Action item:
Count the lines in the records below that contain the word "names", and give that figure alone.

Saved data entries:
----------------

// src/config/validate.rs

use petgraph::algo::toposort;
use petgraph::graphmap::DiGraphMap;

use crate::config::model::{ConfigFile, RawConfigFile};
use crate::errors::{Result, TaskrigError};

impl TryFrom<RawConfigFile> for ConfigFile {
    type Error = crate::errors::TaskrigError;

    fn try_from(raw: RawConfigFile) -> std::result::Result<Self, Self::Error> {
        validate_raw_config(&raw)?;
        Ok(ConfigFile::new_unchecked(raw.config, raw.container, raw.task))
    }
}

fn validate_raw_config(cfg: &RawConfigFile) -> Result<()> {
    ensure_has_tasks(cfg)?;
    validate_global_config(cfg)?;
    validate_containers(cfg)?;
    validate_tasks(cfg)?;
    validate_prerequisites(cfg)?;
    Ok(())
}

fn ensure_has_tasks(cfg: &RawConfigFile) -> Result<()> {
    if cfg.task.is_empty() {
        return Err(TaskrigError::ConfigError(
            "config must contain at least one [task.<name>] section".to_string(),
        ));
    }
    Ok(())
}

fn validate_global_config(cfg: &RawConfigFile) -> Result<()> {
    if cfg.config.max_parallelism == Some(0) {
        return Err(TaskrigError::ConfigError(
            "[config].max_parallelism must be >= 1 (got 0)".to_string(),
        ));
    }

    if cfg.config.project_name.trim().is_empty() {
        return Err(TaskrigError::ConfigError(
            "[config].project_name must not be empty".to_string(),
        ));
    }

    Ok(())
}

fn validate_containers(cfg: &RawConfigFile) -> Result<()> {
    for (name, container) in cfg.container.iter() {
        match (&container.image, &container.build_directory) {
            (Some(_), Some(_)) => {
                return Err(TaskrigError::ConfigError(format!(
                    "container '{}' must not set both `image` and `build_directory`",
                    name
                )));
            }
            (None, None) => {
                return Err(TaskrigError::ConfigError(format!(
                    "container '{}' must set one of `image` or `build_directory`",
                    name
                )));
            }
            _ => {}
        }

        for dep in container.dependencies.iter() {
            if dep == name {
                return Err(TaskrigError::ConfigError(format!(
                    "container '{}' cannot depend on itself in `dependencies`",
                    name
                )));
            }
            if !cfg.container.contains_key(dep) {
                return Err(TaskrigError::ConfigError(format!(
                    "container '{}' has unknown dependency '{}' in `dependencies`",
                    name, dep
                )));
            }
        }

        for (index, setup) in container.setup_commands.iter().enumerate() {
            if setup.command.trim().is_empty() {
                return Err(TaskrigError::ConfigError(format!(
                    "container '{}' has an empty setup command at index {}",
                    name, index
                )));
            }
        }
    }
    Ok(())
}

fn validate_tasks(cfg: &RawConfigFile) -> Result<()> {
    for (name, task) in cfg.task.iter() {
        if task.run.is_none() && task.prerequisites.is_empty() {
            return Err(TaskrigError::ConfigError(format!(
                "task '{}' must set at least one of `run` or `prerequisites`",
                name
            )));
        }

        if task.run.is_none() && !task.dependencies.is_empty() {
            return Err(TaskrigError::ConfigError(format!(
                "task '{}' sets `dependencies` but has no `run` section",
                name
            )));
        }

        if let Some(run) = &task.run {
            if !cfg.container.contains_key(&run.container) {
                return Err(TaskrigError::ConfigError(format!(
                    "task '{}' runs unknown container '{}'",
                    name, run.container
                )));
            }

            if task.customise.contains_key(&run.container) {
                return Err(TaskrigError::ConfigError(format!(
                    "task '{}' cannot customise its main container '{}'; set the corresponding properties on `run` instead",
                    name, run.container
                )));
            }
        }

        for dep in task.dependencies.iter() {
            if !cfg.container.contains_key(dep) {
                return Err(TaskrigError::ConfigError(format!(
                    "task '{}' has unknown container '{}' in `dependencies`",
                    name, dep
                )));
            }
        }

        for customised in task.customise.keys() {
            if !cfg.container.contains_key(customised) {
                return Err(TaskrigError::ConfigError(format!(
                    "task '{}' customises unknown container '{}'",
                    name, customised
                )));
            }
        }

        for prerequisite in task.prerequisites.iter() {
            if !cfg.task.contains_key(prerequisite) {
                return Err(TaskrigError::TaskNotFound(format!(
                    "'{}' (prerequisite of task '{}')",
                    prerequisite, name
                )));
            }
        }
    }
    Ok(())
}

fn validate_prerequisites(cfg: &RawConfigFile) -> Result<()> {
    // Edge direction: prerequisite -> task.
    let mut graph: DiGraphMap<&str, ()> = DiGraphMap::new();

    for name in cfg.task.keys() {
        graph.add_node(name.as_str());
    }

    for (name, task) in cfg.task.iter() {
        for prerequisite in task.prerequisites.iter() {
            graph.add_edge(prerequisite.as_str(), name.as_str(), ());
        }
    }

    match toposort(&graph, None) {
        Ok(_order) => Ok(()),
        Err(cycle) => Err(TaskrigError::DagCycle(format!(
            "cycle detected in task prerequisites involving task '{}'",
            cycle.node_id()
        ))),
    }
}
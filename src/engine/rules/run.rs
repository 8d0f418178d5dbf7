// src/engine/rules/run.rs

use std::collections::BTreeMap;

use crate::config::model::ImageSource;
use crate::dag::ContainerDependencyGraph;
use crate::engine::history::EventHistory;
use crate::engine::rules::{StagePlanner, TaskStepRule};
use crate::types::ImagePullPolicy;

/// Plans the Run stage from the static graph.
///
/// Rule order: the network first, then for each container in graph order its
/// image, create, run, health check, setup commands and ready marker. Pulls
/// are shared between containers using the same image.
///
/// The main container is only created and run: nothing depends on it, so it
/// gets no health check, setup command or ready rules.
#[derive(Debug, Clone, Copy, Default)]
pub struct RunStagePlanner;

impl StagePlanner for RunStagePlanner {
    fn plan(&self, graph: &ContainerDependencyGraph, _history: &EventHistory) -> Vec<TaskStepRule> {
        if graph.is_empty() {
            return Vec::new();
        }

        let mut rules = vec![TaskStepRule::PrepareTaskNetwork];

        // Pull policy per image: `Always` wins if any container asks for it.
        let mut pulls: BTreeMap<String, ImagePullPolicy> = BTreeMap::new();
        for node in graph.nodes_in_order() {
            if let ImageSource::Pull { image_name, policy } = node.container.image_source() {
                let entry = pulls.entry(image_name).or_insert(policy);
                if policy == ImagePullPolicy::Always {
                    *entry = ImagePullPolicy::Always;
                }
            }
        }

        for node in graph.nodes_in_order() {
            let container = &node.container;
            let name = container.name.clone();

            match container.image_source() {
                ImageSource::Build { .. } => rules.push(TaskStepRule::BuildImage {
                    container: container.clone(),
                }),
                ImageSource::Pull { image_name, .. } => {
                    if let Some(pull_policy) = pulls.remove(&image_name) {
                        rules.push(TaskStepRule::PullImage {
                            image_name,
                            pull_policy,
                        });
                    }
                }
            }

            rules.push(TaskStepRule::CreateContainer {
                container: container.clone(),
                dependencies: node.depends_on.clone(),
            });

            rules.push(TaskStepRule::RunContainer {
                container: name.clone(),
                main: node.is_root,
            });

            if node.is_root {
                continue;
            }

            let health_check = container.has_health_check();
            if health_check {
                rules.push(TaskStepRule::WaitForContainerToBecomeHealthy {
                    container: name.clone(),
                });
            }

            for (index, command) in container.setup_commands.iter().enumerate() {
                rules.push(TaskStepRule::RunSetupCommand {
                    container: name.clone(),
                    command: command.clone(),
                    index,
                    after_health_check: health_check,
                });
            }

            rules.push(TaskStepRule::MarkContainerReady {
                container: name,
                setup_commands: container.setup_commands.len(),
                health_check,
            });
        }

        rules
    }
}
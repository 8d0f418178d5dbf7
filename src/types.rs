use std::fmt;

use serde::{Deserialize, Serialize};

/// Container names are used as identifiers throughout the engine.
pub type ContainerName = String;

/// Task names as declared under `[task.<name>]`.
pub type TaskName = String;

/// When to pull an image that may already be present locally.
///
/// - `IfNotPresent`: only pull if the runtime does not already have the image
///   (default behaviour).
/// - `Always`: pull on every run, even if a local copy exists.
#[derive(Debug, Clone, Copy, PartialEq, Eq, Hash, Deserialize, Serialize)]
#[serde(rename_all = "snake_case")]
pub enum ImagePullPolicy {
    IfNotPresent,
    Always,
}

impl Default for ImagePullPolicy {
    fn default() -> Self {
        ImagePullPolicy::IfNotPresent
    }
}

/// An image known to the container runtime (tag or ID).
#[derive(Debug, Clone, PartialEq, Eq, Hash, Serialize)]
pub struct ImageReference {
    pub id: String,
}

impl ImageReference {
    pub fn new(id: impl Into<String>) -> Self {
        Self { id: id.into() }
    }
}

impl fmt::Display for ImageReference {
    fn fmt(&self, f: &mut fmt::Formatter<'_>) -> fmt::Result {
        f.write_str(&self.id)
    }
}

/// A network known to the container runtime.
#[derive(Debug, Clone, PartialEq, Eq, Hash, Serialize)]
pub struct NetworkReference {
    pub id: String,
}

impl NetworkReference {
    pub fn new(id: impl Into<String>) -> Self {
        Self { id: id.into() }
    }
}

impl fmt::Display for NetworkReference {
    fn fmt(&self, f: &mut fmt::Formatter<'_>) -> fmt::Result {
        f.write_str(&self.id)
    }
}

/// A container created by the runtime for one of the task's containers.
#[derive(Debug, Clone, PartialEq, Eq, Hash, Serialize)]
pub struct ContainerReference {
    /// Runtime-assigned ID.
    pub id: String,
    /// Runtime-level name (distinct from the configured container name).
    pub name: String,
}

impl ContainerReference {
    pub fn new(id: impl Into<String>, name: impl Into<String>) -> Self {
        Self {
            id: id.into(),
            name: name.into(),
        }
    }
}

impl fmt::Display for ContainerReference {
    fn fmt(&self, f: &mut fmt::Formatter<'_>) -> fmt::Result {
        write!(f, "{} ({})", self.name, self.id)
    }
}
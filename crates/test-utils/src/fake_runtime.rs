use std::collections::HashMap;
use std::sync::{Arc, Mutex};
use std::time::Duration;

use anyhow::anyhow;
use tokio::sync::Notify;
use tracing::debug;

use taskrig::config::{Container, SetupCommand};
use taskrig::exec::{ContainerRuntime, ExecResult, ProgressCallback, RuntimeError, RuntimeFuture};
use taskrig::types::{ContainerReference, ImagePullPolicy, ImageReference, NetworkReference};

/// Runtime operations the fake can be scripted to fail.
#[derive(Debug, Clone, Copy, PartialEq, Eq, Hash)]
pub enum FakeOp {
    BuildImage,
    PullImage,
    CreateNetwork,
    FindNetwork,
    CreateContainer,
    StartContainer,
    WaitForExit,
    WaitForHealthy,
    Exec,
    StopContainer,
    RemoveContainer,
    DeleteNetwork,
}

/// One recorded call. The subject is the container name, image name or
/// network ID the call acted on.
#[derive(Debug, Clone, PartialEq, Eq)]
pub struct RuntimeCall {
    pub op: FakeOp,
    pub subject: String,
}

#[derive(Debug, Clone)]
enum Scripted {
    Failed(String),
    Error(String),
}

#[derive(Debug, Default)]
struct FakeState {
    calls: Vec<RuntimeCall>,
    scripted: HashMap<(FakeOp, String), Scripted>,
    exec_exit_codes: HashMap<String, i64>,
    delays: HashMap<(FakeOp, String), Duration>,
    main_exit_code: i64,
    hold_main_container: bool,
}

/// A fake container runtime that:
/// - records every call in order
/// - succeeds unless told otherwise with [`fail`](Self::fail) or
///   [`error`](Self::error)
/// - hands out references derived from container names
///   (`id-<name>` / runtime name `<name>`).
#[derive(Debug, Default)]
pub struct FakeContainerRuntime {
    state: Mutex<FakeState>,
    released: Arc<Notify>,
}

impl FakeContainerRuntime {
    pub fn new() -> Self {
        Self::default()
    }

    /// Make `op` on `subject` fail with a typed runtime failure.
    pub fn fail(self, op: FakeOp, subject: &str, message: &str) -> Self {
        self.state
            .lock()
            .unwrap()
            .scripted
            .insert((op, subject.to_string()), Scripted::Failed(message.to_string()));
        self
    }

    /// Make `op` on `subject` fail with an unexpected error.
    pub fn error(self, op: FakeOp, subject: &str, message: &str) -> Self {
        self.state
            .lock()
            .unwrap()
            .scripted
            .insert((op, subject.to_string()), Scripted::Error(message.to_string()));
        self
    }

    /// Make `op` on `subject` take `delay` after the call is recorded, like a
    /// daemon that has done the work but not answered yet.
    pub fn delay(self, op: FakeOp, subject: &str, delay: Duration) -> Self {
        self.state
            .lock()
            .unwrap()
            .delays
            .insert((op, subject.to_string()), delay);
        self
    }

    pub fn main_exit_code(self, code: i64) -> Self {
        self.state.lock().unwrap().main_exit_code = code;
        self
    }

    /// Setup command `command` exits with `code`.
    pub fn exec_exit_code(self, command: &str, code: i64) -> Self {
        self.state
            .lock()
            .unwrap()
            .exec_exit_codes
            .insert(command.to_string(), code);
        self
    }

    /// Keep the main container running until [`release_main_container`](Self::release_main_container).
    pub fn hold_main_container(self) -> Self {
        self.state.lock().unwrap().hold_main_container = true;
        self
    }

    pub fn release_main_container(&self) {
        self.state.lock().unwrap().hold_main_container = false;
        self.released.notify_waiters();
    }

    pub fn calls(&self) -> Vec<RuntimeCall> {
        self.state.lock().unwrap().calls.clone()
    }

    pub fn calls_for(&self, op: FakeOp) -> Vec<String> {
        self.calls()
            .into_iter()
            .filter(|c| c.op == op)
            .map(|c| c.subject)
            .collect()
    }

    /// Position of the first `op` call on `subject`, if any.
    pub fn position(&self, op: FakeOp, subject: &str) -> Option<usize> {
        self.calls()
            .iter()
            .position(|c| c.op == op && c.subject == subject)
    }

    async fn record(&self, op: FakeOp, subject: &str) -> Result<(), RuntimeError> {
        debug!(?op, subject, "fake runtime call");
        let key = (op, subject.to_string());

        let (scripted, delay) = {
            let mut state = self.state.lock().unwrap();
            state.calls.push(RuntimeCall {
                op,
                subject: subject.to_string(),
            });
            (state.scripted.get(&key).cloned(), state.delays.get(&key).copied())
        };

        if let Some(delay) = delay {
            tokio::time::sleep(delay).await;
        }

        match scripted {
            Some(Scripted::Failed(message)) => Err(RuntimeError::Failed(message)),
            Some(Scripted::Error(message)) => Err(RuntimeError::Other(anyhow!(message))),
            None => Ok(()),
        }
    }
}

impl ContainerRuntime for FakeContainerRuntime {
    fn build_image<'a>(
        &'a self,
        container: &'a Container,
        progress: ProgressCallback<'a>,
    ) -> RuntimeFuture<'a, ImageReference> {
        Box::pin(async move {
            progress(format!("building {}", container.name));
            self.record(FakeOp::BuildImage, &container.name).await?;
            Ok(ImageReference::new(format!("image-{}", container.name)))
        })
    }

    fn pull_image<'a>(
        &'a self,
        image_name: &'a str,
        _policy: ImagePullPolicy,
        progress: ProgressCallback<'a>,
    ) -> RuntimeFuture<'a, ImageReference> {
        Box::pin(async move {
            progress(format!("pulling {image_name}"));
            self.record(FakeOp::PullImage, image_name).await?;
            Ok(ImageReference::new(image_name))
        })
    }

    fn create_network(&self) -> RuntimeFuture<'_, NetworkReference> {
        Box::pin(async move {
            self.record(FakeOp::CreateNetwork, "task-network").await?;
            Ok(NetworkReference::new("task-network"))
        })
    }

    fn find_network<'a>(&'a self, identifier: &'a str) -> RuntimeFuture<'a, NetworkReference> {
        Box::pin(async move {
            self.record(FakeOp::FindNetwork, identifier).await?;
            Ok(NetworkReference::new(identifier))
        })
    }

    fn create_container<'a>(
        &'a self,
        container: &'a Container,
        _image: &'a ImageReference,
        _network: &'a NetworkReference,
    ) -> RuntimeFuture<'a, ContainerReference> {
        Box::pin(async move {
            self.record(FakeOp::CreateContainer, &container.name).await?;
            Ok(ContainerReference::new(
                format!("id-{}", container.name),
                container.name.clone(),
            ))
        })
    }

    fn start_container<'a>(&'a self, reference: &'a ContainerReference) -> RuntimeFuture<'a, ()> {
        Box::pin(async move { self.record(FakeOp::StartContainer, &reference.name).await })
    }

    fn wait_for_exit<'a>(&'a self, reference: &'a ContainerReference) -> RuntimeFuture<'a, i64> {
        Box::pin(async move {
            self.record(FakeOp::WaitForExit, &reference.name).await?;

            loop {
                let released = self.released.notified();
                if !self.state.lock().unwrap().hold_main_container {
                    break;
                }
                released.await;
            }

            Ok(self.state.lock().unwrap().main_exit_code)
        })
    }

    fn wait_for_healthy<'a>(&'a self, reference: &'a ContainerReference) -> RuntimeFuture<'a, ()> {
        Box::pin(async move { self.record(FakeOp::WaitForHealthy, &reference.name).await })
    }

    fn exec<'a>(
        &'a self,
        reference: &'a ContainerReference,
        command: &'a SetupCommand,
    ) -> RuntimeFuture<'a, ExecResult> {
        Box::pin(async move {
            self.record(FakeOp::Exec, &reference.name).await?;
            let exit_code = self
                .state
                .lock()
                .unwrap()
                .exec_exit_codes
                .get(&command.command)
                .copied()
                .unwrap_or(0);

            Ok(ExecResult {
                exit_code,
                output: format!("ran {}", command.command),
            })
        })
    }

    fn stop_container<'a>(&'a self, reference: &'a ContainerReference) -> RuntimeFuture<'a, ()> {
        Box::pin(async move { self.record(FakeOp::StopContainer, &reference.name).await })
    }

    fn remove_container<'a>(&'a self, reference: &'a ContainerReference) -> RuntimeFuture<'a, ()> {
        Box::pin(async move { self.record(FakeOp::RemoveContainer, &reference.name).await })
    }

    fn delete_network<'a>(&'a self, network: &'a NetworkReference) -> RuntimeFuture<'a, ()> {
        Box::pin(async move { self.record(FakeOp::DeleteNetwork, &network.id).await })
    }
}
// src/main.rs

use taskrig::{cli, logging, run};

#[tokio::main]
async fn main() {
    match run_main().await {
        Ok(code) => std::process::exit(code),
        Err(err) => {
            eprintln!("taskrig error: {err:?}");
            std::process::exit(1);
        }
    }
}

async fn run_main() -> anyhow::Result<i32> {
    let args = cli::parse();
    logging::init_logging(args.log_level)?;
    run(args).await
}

----------------

Finished exercise:
3